Gentile in campo ha come un’aura da veterano, ma non quel tipo di giocatore che fa sempre la cosa giusta, quanto piuttosto quello che ogni volta che ha la palla in mano riflette un attimo sul da farsi, cercando la miglior soluzione per la squadra. Quando è così, quando ha questi momenti di onnipotenza cestistica, è ancora uno dei più forti giocatori d’Europa. Due settimane dopo la gara di Pistoia, sulla sirena, ha battuto la corazzata Sassari con una tripla di tabella. Cercando, volendo, desiderando quella palla con leadership e consapevolezza. Ovvio che non è stato sempre così, altrimenti staremmo parlando di lui come di un cestista con indosso una delle 30 canotte di squadre NBA, a dispetto di quella rapidità di piedi non eccelsa che gli scout di oltreoceano vedevano come suo principale limite all’approdo nella Lega col logo di Jerry West. E invece, il punto più alto della sua carriera è stato fin qui Milano, visto che la breve parentesi col Panathinaikos è stata tutt’altro che memorabile. Agli occhi di molti che guardano il basket distrattamente, Ale Gentile è il giocatore che ha disputato degli europei 2013 e 2015 quantomeno gagliardi, al netto di quell’ultimo sciagurato possesso contro la Lituania, salvo poi non venire convocato nel 2017 (a proposito: il giocatore “antipatico” e “presuntuoso” che molti vedono nel figlio di Nando commentò l’esclusione da EuroBasket 2017 definendola giusta, e aggiunse che questo fatto gli avrebbe dato nuovi stimoli per fare meglio), tornando poi in azzurro per i mondiali cinesi dello scorso anno.
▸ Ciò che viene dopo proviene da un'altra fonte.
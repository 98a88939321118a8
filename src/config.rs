//! Loading service configuration from TOML plus environment overrides.
//!
//! See `AppConfig` for the expected schema. Every key is optional; a missing or
//! broken file falls back to the defaults.

use serde::Deserialize;
use tracing::{error, info, warn};

use crate::domain::ConversationId;

#[derive(Clone, Debug, Deserialize)]
#[serde(default)]
pub struct AppConfig {
  /// The single conversation allowed to curate.
  pub curator_id: Option<ConversationId>,
  pub database_path: String,
  pub media_dir: String,
  /// Subjects offered during submission.
  pub subjects: Vec<String>,
  /// How many pending tasks one moderation pass looks at.
  pub moderation_batch: usize,
  pub notify: NotifyConfig,
}

#[derive(Clone, Debug, Deserialize, Default)]
#[serde(default)]
pub struct NotifyConfig {
  pub webhook_url: Option<String>,
  pub disabled: bool,
}

pub fn default_subjects() -> Vec<String> {
  [
    "Алгебра", "Геометрия", "Информатика", "Физика", "Химия", "Биология", "Русский язык", "Литература",
    "История", "Обществознание", "География", "Английский язык", "Вероятность и статистика", "ОБЗР",
    "Физкультура",
  ]
  .into_iter()
  .map(String::from)
  .collect()
}

impl Default for AppConfig {
  fn default() -> Self {
    Self {
      curator_id: None,
      database_path: "gdz_catalog.db".into(),
      media_dir: "task_media".into(),
      subjects: default_subjects(),
      moderation_batch: 10,
      notify: NotifyConfig::default(),
    }
  }
}

impl AppConfig {
  pub fn is_curator(&self, id: ConversationId) -> bool {
    self.curator_id == Some(id)
  }

  /// Environment wins over the file. `lookup` is `std::env::var` outside tests.
  pub fn apply_overrides(&mut self, lookup: impl Fn(&str) -> Option<String>) {
    if let Some(v) = lookup("CURATOR_ID") {
      match v.trim().parse::<ConversationId>() {
        Ok(id) => self.curator_id = Some(id),
        Err(e) => warn!(target: "gdz_catalog", value = %v, error = %e, "Ignoring malformed CURATOR_ID"),
      }
    }
    if let Some(v) = lookup("DATABASE_PATH") {
      self.database_path = v;
    }
    if let Some(v) = lookup("MEDIA_DIR") {
      self.media_dir = v;
    }
    if let Some(v) = lookup("NOTIFY_WEBHOOK_URL") {
      self.notify.webhook_url = Some(v).filter(|s| !s.is_empty());
    }
    if let Some(v) = lookup("NOTIFY_DISABLED") {
      self.notify.disabled = v.eq_ignore_ascii_case("true") || v == "1";
    }
    if self.subjects.is_empty() {
      warn!(target: "gdz_catalog", "Empty subject list in config; using defaults");
      self.subjects = default_subjects();
    }
    self.moderation_batch = self.moderation_batch.max(1);
  }
}

/// Attempt to load `AppConfig` from GDZ_CONFIG_PATH. On any parsing/IO error, returns None.
pub fn load_config_file_from_env() -> Option<AppConfig> {
  let path = std::env::var("GDZ_CONFIG_PATH").ok()?;
  load_config_file(&path)
}

fn load_config_file(path: &str) -> Option<AppConfig> {
  match std::fs::read_to_string(path) {
    Ok(s) => match toml::from_str::<AppConfig>(&s) {
      Ok(cfg) => {
        info!(target: "gdz_catalog", %path, "Loaded config (TOML)");
        Some(cfg)
      }
      Err(e) => {
        error!(target: "gdz_catalog", %path, error = %e, "Failed to parse TOML config");
        None
      }
    },
    Err(e) => {
      error!(target: "gdz_catalog", %path, error = %e, "Failed to read TOML config file");
      None
    }
  }
}

/// File (if any) + environment overrides.
pub fn load_config() -> AppConfig {
  let mut cfg = load_config_file_from_env().unwrap_or_default();
  cfg.apply_overrides(|k| std::env::var(k).ok());
  cfg
}
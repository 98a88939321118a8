//! File-backed media collaborator.
//!
//! Inbound screenshots arrive base64 encoded. They are written under the
//! configured directory with a random name and referenced by relative path.

use std::path::PathBuf;

use base64::{engine::general_purpose::STANDARD, Engine as _};
use tracing::{debug, instrument, warn};
use uuid::Uuid;

use crate::error::MediaError;

#[derive(Clone, Debug)]
pub struct MediaStore {
    root: PathBuf,
}

fn extension_for(mime: &str) -> &'static str {
    match mime {
        "image/png" => "png",
        "image/webp" => "webp",
        "image/gif" => "gif",
        "application/pdf" => "pdf",
        _ => "jpg",
    }
}

impl MediaStore {
    pub fn new(root: impl Into<PathBuf>) -> Self {
        Self { root: root.into() }
    }

    /// Decode and persist one media item; returns its reference.
    #[instrument(level = "debug", skip(self, data_base64), fields(%mime, b64_len = data_base64.len()))]
    pub async fn save(&self, data_base64: &str, mime: &str) -> Result<String, MediaError> {
        let bytes = STANDARD.decode(data_base64.trim())?;
        if bytes.is_empty() {
            return Err(MediaError::Empty);
        }
        tokio::fs::create_dir_all(&self.root).await?;
        let name = format!("{}.{}", Uuid::new_v4(), extension_for(mime));
        let path = self.root.join(&name);
        tokio::fs::write(&path, &bytes).await?;
        debug!(target: "media", path = %path.display(), bytes = bytes.len(), "Media saved");
        Ok(path.to_string_lossy().into_owned())
    }

    /// Best-effort removal. Files already gone are fine; other failures are logged.
    pub async fn remove_all(&self, refs: &[String]) {
        for r in refs {
            match tokio::fs::remove_file(r).await {
                Ok(()) => debug!(target: "media", path = %r, "Media removed"),
                Err(e) if e.kind() == std::io::ErrorKind::NotFound => {}
                Err(e) => warn!(target: "media", path = %r, error = %e, "Could not remove media"),
            }
        }
    }
}

#[cfg(test)]
mod tests {
    use super::*;

    #[tokio::test]
    async fn save_then_remove() {
        let dir = tempfile::tempdir().unwrap();
        let media = MediaStore::new(dir.path().join("task_media"));
        let r = media.save(&STANDARD.encode(b"png-bytes"), "image/png").await.unwrap();
        assert!(r.ends_with(".png"));
        assert_eq!(tokio::fs::read(&r).await.unwrap(), b"png-bytes");

        media.remove_all(&[r.clone(), r.clone()]).await;
        assert!(!std::path::Path::new(&r).exists());
    }

    #[tokio::test]
    async fn rejects_garbage_and_empty_payloads() {
        let dir = tempfile::tempdir().unwrap();
        let media = MediaStore::new(dir.path());
        assert!(matches!(media.save("%%%", "image/jpeg").await, Err(MediaError::Decode(_))));
        assert!(matches!(media.save("", "image/jpeg").await, Err(MediaError::Empty)));
    }
}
Forse certi suoi spigoli caratteriali, forse questo suo atteggiamento sono il motivo vero per cui le cose non sono andate come tutti speravamo, ma chissà, a volte la spavalderia è una corazza che indossiamo per mascherare le nostre fragilità. Del resto, una volta in un’intervista gli è scappato anche detto: “la più grande delusione sono le molte delusioni dal punto di vista umano. È brutto scoprire come sono fatte veramente le persone.” Se pensiamo a quello che ritenevamo possibile per lui solo sette anni fa, ci sembra quasi impossibile che il punto più alto della sua carriera sia stato Milano. C’è una canzone che lo spiega meglio di quanto potremmo fare noi, dice così:
Ma Milano non è l’America
Un momento i conti, no, non tornano
Ma Milano non è l’America
Sento un grido e i sogni piano muoiono
I sogni di Ale sono quelli di una persona semplice, comune: una famiglia unita, la paternità, avere una vita serena, possibilmente in Italia. Ma attenti, perché il basket non smette mai di ricordarci una cosa: non è mai finita finché non è finita. Alessandro Gentile ha ancora frecce da scagliare, chissà quanto lontano arriveranno, chissà che non lo portino perfino oltre Milano, oltre i suoi limiti tecnici, oltre i pregiudizi sull’uomo ancor prima che sul giocatore, oltre un futuro che ad oggi sembra non essere più quello di una volta.